I unzipped the file to a folder, then I clicked on the exe file and I got a message in DOS window "cannot find PCI Audio Adapter" grrr. Now what. P.S. I do appreciate your help, just getting frustrated.


----------



## Elvandil (Aug 1, 2003)

There is no automatic installer for that driver. You need to go to Device Manager and open the properties of the device. Then, find where it says to install or update the driver.

Follow the wizard, but make all the manual choices. Don't let it do any automatic searching. On the last page, check the bottom box that says you will specify the location of the driver.

You will eventually get to a place that has a "Have Disk" button. Press the button even though you don't have the disk and point it to the .inf file in the unzipped folder.


----------



## SmokinHope (Sep 29, 2005)

Thank you , Thank you, thank you, I now have sound. Your the best!!! :up:


----------



## Elvandil (Aug 1, 2003)

Great!

You can place a "Solved" marker in the title using the Thread Tools above.
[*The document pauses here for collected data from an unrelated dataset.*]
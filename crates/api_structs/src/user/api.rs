use mpc_reservations_domain::User;
use serde::{Deserialize, Serialize};

use crate::dtos::UserDTO;

pub mod get_users {
    use super::*;

    #[derive(Debug, Deserialize, Serialize)]
    #[serde(rename_all = "camelCase")]
    pub struct APIResponse {
        pub users: Vec<UserDTO>,
    }

    impl APIResponse {
        pub fn new(users: Vec<User>) -> Self {
            Self {
                users: users.into_iter().map(UserDTO::new).collect(),
            }
        }
    }
}
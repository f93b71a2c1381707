mod delete_company;
mod get_companies;
mod update_company;

use actix_web::web;
use delete_company::delete_company_controller;
use get_companies::get_companies_controller;
use update_company::update_company_controller;

pub fn configure_routes(cfg: &mut web::ServiceConfig) {
    cfg.route("/company", web::get().to(get_companies_controller));
    cfg.route(
        "/company/{company_id}",
        web::put().to(update_company_controller),
    );
    cfg.route(
        "/company/{company_id}",
        web::delete().to(delete_company_controller),
    );
}
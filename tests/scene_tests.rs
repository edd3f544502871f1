//! World interaction, strategy selection and overlay drawing, checked
//! through a recording backend so no window is needed.

mod common;

use common::{CountingPipeline, DrawOp, RecordingBackend, pose_at, world_with_player};
use gridcaster::core::{InputIntents, TILE_SIZE, TileGrid, TileType};
use gridcaster::render::mesh::{
    MeshStrategy, NeighbourhoodCache, ShaderParams, build_frame, neighbourhood_blocks,
};
use gridcaster::render::minimap::MINIMAP_SIZE;
use gridcaster::render::palette;
use gridcaster::render::{RenderMode, SceneRenderer, Viewport};
use raylib::prelude::Color;

#[test]
fn toggling_the_wall_ahead_opens_a_door() {
    let mut w = world_with_player(TileGrid::walled(5, 5), 3.5, 2.5);
    // facing +x, the ring wall is at (4, 2)
    assert_eq!(w.facing_cell(), (4, 2));
    let ahead = (4.5 * TILE_SIZE, 2.5 * TILE_SIZE);
    assert!(w.grid.is_wall_at(ahead.0, ahead.1));

    w.tick(&InputIntents { interact: true, ..Default::default() }, 0.0);
    assert_eq!(w.tile(4, 2), TileType::Door);
    assert!(!w.grid.is_wall_at(ahead.0, ahead.1));

    assert!(w.interact());
    assert_eq!(w.tile(4, 2), TileType::Wall);
    assert!(w.grid.is_wall_at(ahead.0, ahead.1));
    assert_eq!(w.grid.revision(), 2);
}

#[test]
fn toggling_empty_or_secret_tiles_is_a_no_op() {
    let mut g = TileGrid::walled(6, 6);
    g.set(1, 1, TileType::SecretWall);
    let mut w = world_with_player(g, 2.5, 2.5);
    let rev = w.grid.revision();
    assert!(!w.toggle_tile(3, 3));
    assert!(!w.toggle_tile(1, 1));
    assert_eq!(w.tile(3, 3), TileType::Empty);
    assert_eq!(w.tile(1, 1), TileType::SecretWall);
    assert_eq!(w.grid.revision(), rev);
}

#[test]
fn unavailable_mesh_falls_back_to_columns_and_warns_once() {
    let w = world_with_player(TileGrid::walled(8, 8), 2.5, 2.5);
    let mut r = SceneRenderer::new(RenderMode::Mesh, MeshStrategy::unavailable());
    let vp = Viewport::new(160, 120);

    let mut b = RecordingBackend::default();
    assert_eq!(r.render_world(&mut b, &w, vp), RenderMode::Analytic);
    assert!(r.has_warned_fallback());
    assert!(!b.ops.iter().any(|op| matches!(op, DrawOp::MeshFrame { .. })));
    // one line per column plus the minimap's heading line
    assert_eq!(b.lines().count(), 160 + 1);

    let mut b = RecordingBackend::default();
    assert_eq!(r.render_world(&mut b, &w, vp), RenderMode::Analytic);
    assert_eq!(r.requested_mode(), RenderMode::Mesh);
}

#[test]
fn available_mesh_draws_one_frame_and_toggles_back() {
    let w = world_with_player(TileGrid::walled(8, 8), 2.5, 2.5);
    let pipeline = CountingPipeline::default();
    let pushes = pipeline.pushes.clone();
    let mut r = SceneRenderer::new(RenderMode::Mesh, MeshStrategy::new(pipeline));
    let vp = Viewport::new(160, 120);

    let mut b = RecordingBackend::default();
    assert_eq!(r.active_mode(), RenderMode::Mesh);
    assert_eq!(r.render_world(&mut b, &w, vp), RenderMode::Mesh);
    assert!(!r.has_warned_fallback());
    assert_eq!(pushes.get(), 1);
    // radius 8 around (2, 2) covers the whole 8x8 ring
    assert_eq!(
        b.ops[0],
        DrawOp::MeshFrame { blocks: 28, params: ShaderParams::default() }
    );
    // only the minimap heading is a line; no column pass ran
    assert_eq!(b.lines().count(), 1);

    assert_eq!(r.toggle_mode(), RenderMode::Analytic);
    let mut b = RecordingBackend::default();
    assert_eq!(r.render_world(&mut b, &w, vp), RenderMode::Analytic);
    assert!(!b.ops.iter().any(|op| matches!(op, DrawOp::MeshFrame { .. })));
    assert_eq!(b.lines().count(), 160 + 1);
    assert_eq!(pushes.get(), 1);
}

#[test]
fn mesh_frames_reuse_cached_blocks_until_the_grid_changes() {
    let mut w = world_with_player(TileGrid::walled(8, 8), 2.5, 2.5);
    let mesh = MeshStrategy::new(CountingPipeline::default());
    let mut r = SceneRenderer::new(RenderMode::Mesh, mesh);
    let vp = Viewport::new(64, 48);
    let mut b = RecordingBackend::default();
    r.render_world(&mut b, &w, vp);
    r.render_world(&mut b, &w, vp);

    w.grid.set(4, 4, TileType::Obstacle);
    r.render_world(&mut b, &w, vp);
    let counts: Vec<usize> = b
        .ops
        .iter()
        .filter_map(|op| match op {
            DrawOp::MeshFrame { blocks, .. } => Some(*blocks),
            _ => None,
        })
        .collect();
    assert_eq!(counts, vec![28, 28, 29]);
    assert_eq!(r.mesh().cache().rebuilds(), 2);
}

#[test]
fn analytic_frame_paints_ceiling_then_floor() {
    let w = world_with_player(TileGrid::walled(8, 8), 2.5, 2.5);
    let mut r = SceneRenderer::new(RenderMode::Analytic, MeshStrategy::unavailable());
    let mut b = RecordingBackend::default();
    r.render_world(&mut b, &w, Viewport::new(100, 81));
    assert!(!r.has_warned_fallback());
    assert_eq!(
        b.ops[0],
        DrawOp::FillRect { x: 0, y: 0, w: 100, h: 40, color: palette::CEILING }
    );
    assert_eq!(
        b.ops[1],
        DrawOp::FillRect { x: 0, y: 40, w: 100, h: 41, color: palette::FLOOR }
    );
}

#[test]
fn minimap_tracks_player_and_grid_changes() {
    let mut w = world_with_player(TileGrid::walled(10, 10), 5.0, 5.0);
    let mut r = SceneRenderer::new(RenderMode::Analytic, MeshStrategy::unavailable());
    let vp = Viewport::new(800, 600);

    let mut b = RecordingBackend::default();
    r.render_world(&mut b, &w, vp);
    let cell = MINIMAP_SIZE as f32 / 10.0;
    let origin_x = 800 - MINIMAP_SIZE - 10;
    let expected = DrawOp::Circle {
        cx: origin_x + 75,
        cy: 10 + 75,
        radius: cell * 0.5,
        color: Color::YELLOW,
    };
    assert_eq!(b.circles().collect::<Vec<_>>(), vec![&expected]);
    assert!(matches!(b.ops.last(), Some(DrawOp::RectLines { w: MINIMAP_SIZE, .. })));

    let door_rects = |b: &RecordingBackend| {
        b.ops
            .iter()
            .filter(|op| matches!(op, DrawOp::FillRect { color, .. } if *color == Color::RED))
            .count()
    };
    assert_eq!(door_rects(&b), 0);
    w.toggle_tile(0, 5);
    let mut b = RecordingBackend::default();
    r.render_world(&mut b, &w, vp);
    assert_eq!(door_rects(&b), 1);
}

#[test]
fn neighbourhood_cache_rebuilds_on_grid_change_only() {
    let mut g = TileGrid::walled(30, 30);
    let mut cache = NeighbourhoodCache::default();
    let first = cache.blocks(&g, (3, 3)).len();
    cache.blocks(&g, (3, 3));
    assert_eq!(cache.rebuilds(), 1);

    g.set(5, 5, TileType::Obstacle);
    let second = cache.blocks(&g, (3, 3)).len();
    assert_eq!(cache.rebuilds(), 2);
    assert_eq!(second, first + 1);

    cache.blocks(&g, (4, 3));
    assert_eq!(cache.rebuilds(), 3);
}

#[test]
fn mesh_frame_covers_the_grid_and_nearby_blocks() {
    let g = TileGrid::walled(30, 20);
    let pose = pose_at(15.5, 10.5, (1.0, 0.0));
    let blocks = neighbourhood_blocks(&g, (15, 10), 8);
    // the ring is farther than 8 cells in every direction
    assert!(blocks.is_empty());

    let frame = build_frame(&g, &pose, Viewport::new(1280, 720), &blocks);
    assert_eq!((frame.floor.center.x, frame.floor.center.z), (15.0, 10.0));
    assert_eq!((frame.floor.size.x, frame.floor.size.y), (30.0, 20.0));
    assert!(frame.ceiling.center.y > 1.0);
    assert_eq!((frame.camera.eye.x, frame.camera.eye.z), (15.5, 10.5));
}

#[test]
fn mesh_strategy_without_pipeline_draws_nothing() {
    use gridcaster::render::SceneStrategy;

    let g = TileGrid::walled(8, 8);
    let mut s = MeshStrategy::unavailable();
    let mut b = RecordingBackend::default();
    s.draw(&mut b, &g, &pose_at(2.5, 2.5, (1.0, 0.0)), Viewport::new(64, 48));
    assert!(b.ops.is_empty());
    assert_eq!(s.cache().rebuilds(), 0);
}
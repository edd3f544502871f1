use std::env;

use anyhow::Context;
use gridcaster::config::{CONFIG_ENV, DEFAULT_CONFIG_PATH, GameConfig};
use gridcaster::core::World;
use gridcaster::core::grid::TileGrid;
use gridcaster::core::process_events::process_events;
use gridcaster::render::mesh::{MeshPipeline, MeshStrategy};
use gridcaster::render::{RaylibBackend, RenderMode, SceneRenderer, Viewport};
use log::info;
use raylib::prelude::*;

const CONTROLS: &str = concat!(
    "WASD move | arrows/mouse turn | Shift sprint | Space door | ",
    "M mode | ESC cursor | F fullscreen"
);

fn toggle_cursor(rl: &mut RaylibHandle) {
    if rl.is_cursor_hidden() {
        rl.enable_cursor();
    } else {
        rl.disable_cursor();
    }
}

fn draw_hud(d: &mut RaylibDrawHandle, world: &World, mode: RenderMode, verbose: bool) {
    let fps = d.get_fps();
    let screen_h = d.get_screen_height();
    d.draw_text(&format!("FPS: {fps}"), 10, 10, 20, Color::WHITE);
    if !verbose {
        return;
    }
    let p = &world.player;
    d.draw_text(
        &format!("pos: ({:.2}, {:.2})", p.position.x, p.position.y),
        10,
        35,
        20,
        Color::WHITE,
    );
    d.draw_text(&format!("angle: {:.1} deg", p.angle.to_degrees()), 10, 60, 20, Color::WHITE);
    d.draw_text(&format!("mode: {}", mode.label()), 10, 85, 20, Color::WHITE);
    d.draw_text(CONTROLS, 10, screen_h - 30, 20, Color::LIGHTGRAY);
}

fn main() -> anyhow::Result<()> {
    env_logger::Builder::from_env(env_logger::Env::default().default_filter_or("info")).init();

    let config_path = env::var(CONFIG_ENV).unwrap_or_else(|_| DEFAULT_CONFIG_PATH.to_string());
    let config = GameConfig::load_or_default(&config_path)
        .with_context(|| format!("loading {config_path}"))?;

    let (mut rl, thread) = raylib::init()
        .size(config.window_width, config.window_height)
        .title(&config.title)
        .resizable()
        .vsync()
        .build();
    rl.set_target_fps(config.target_fps);
    rl.set_exit_key(None);
    rl.disable_cursor();

    let mesh = if config.mesh_enabled {
        MeshStrategy::from_acquired(MeshPipeline::acquire(&mut rl, &thread))
    } else {
        info!("mesh renderer disabled by config");
        MeshStrategy::unavailable()
    };
    let mut renderer = SceneRenderer::new(config.start_mode, mesh);
    let mut world = World::new(TileGrid::reference(), config.player);
    info!(
        "world {}x{}, player at cell {:?}",
        world.grid.width(),
        world.grid.height(),
        world.player.cell()
    );

    let mut show_hud = true;
    let mut screenshots = 0u32;

    while !rl.window_should_close() {
        if rl.is_key_pressed(KeyboardKey::KEY_M) {
            renderer.toggle_mode();
        }
        if rl.is_key_pressed(KeyboardKey::KEY_ESCAPE) {
            toggle_cursor(&mut rl);
        }
        if rl.is_key_pressed(KeyboardKey::KEY_F) {
            rl.toggle_fullscreen();
        }
        if rl.is_key_pressed(KeyboardKey::KEY_F1) {
            show_hud = !show_hud;
        }
        if rl.is_key_pressed(KeyboardKey::KEY_F12) {
            let name = format!("screenshot_{screenshots:03}.png");
            rl.take_screenshot(&thread, &name);
            info!("saved {name}");
            screenshots += 1;
        }

        let intents = process_events(&rl, config.mouse_sensitivity);
        let dt = rl.get_frame_time();
        world.tick(&intents, dt);

        let viewport = Viewport::new(rl.get_screen_width(), rl.get_screen_height());
        let mut d = rl.begin_drawing(&thread);
        d.clear_background(Color::BLACK);
        let mode = {
            let mut backend = RaylibBackend::new(&mut d);
            renderer.render_world(&mut backend, &world, viewport)
        };
        draw_hud(&mut d, &world, mode, show_hud);
    }

    Ok(())
}
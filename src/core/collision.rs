//! Radius-sampling collision probe.
use crate::core::grid::TileGrid;

/// Diagonal samples sit at ~radius/sqrt(2).
const DIAGONAL: f32 = 0.7;

/// Whether a circle of `radius` centred at `(x, y)` touches a blocking tile.
///
/// Samples the centre, four cardinal points at `radius` and four diagonal
/// points at `0.7 * radius`. This is not a swept test: a mover travelling
/// more than `radius` per step can tunnel through a thin wall.
pub fn blocked_at(grid: &TileGrid, x: f32, y: f32, radius: f32) -> bool {
    let d = radius * DIAGONAL;
    let samples = [
        (x, y),
        (x + radius, y),
        (x - radius, y),
        (x, y + radius),
        (x, y - radius),
        (x + d, y + d),
        (x - d, y + d),
        (x + d, y - d),
        (x - d, y - d),
    ];
    samples.iter().any(|&(sx, sy)| grid.is_wall_at(sx, sy))
}
//! Core game types and logic: grid, player, collision, input, world.
//!
//! Re-exports:
//! - `tile`: tile codes and the world/tile scale
//! - `grid`: bounds-safe tile grid
//! - `collision`: radius probe against the grid
//! - `player`: pose, kinematics and tuning
//! - `process_events`: input polling into intents
//! - `world`: per-frame tick and door interaction

pub mod tile;
pub mod grid;
pub mod collision;
pub mod player;
pub mod process_events;
pub mod world;

pub use grid::TileGrid;
pub use player::{CameraPose, PlayerState, PlayerTuning};
pub use process_events::InputIntents;
pub use tile::{TILE_SIZE, TileType};
pub use world::World;
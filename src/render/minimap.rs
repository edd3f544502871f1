//! Top-down overlay in the top-right corner.
use raylib::prelude::Color;

use crate::core::grid::TileGrid;
use crate::core::player::PlayerState;
use crate::core::tile::TILE_SIZE;
use crate::render::backend::{Canvas, Viewport};
use crate::render::palette::tile_color;

pub const MINIMAP_SIZE: i32 = 150;
pub const MARGIN: i32 = 10;
/// Black at 70% opacity.
const BACKDROP: Color = Color::new(0, 0, 0, 178);

#[derive(Copy, Clone, Debug, PartialEq)]
pub struct MinimapLayout {
    pub origin_x: i32,
    pub origin_y: i32,
    /// Pixels per tile, from the grid width.
    pub cell: f32,
}

impl MinimapLayout {
    pub fn new(grid: &TileGrid, viewport: Viewport) -> Self {
        Self {
            origin_x: viewport.width - MINIMAP_SIZE - MARGIN,
            origin_y: MARGIN,
            cell: MINIMAP_SIZE as f32 / grid.width().max(1) as f32,
        }
    }

    /// Screen position of a world-space point.
    pub fn project(&self, wx: f32, wy: f32) -> (f32, f32) {
        (
            self.origin_x as f32 + wx / TILE_SIZE * self.cell,
            self.origin_y as f32 + wy / TILE_SIZE * self.cell,
        )
    }
}

/// Draws the grid, the player and its facing. Reads the grid fresh each
/// call, so toggled tiles show up on the next frame.
pub fn draw_minimap<C: Canvas + ?Sized>(
    canvas: &mut C,
    grid: &TileGrid,
    player: &PlayerState,
    viewport: Viewport,
) {
    let layout = MinimapLayout::new(grid, viewport);
    let size_y = (grid.height() as f32 * layout.cell) as i32;

    canvas.fill_rect(
        layout.origin_x,
        layout.origin_y,
        MINIMAP_SIZE,
        size_y,
        BACKDROP,
    );

    let side = layout.cell.ceil() as i32;
    // every cell is painted, Empty ones opaque black over the backdrop
    for (x, y, tile) in grid.cells() {
        canvas.fill_rect(
            layout.origin_x + (x as f32 * layout.cell) as i32,
            layout.origin_y + (y as f32 * layout.cell) as i32,
            side,
            side,
            tile_color(tile),
        );
    }

    let (px, py) = layout.project(player.position.x, player.position.y);
    canvas.circle(px as i32, py as i32, layout.cell * 0.5, Color::YELLOW);
    let reach = layout.cell * 2.0;
    canvas.line(
        px as i32,
        py as i32,
        (px + player.direction.x * reach) as i32,
        (py + player.direction.y * reach) as i32,
        Color::RED,
    );

    canvas.rect_lines(layout.origin_x, layout.origin_y, MINIMAP_SIZE, size_y, Color::RAYWHITE);
}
You did a good job---I think you rate "Intermediate" just for doing this successfully.

Enjoy


----------



## SmokinHope (Sep 29, 2005)

Thanks, done.


----------



## TheManWithRain (Mar 6, 2008)

Thank you wery much!!!! i had similar problem...


----------



## Elvandil (Aug 1, 2003)

That's why we keep the old ones .


----------



## Lala (Sep 1, 2003)

the page doesnt work anymore ive got the same problem but there is no drier anymore, cuz its so old... help meeeee


----------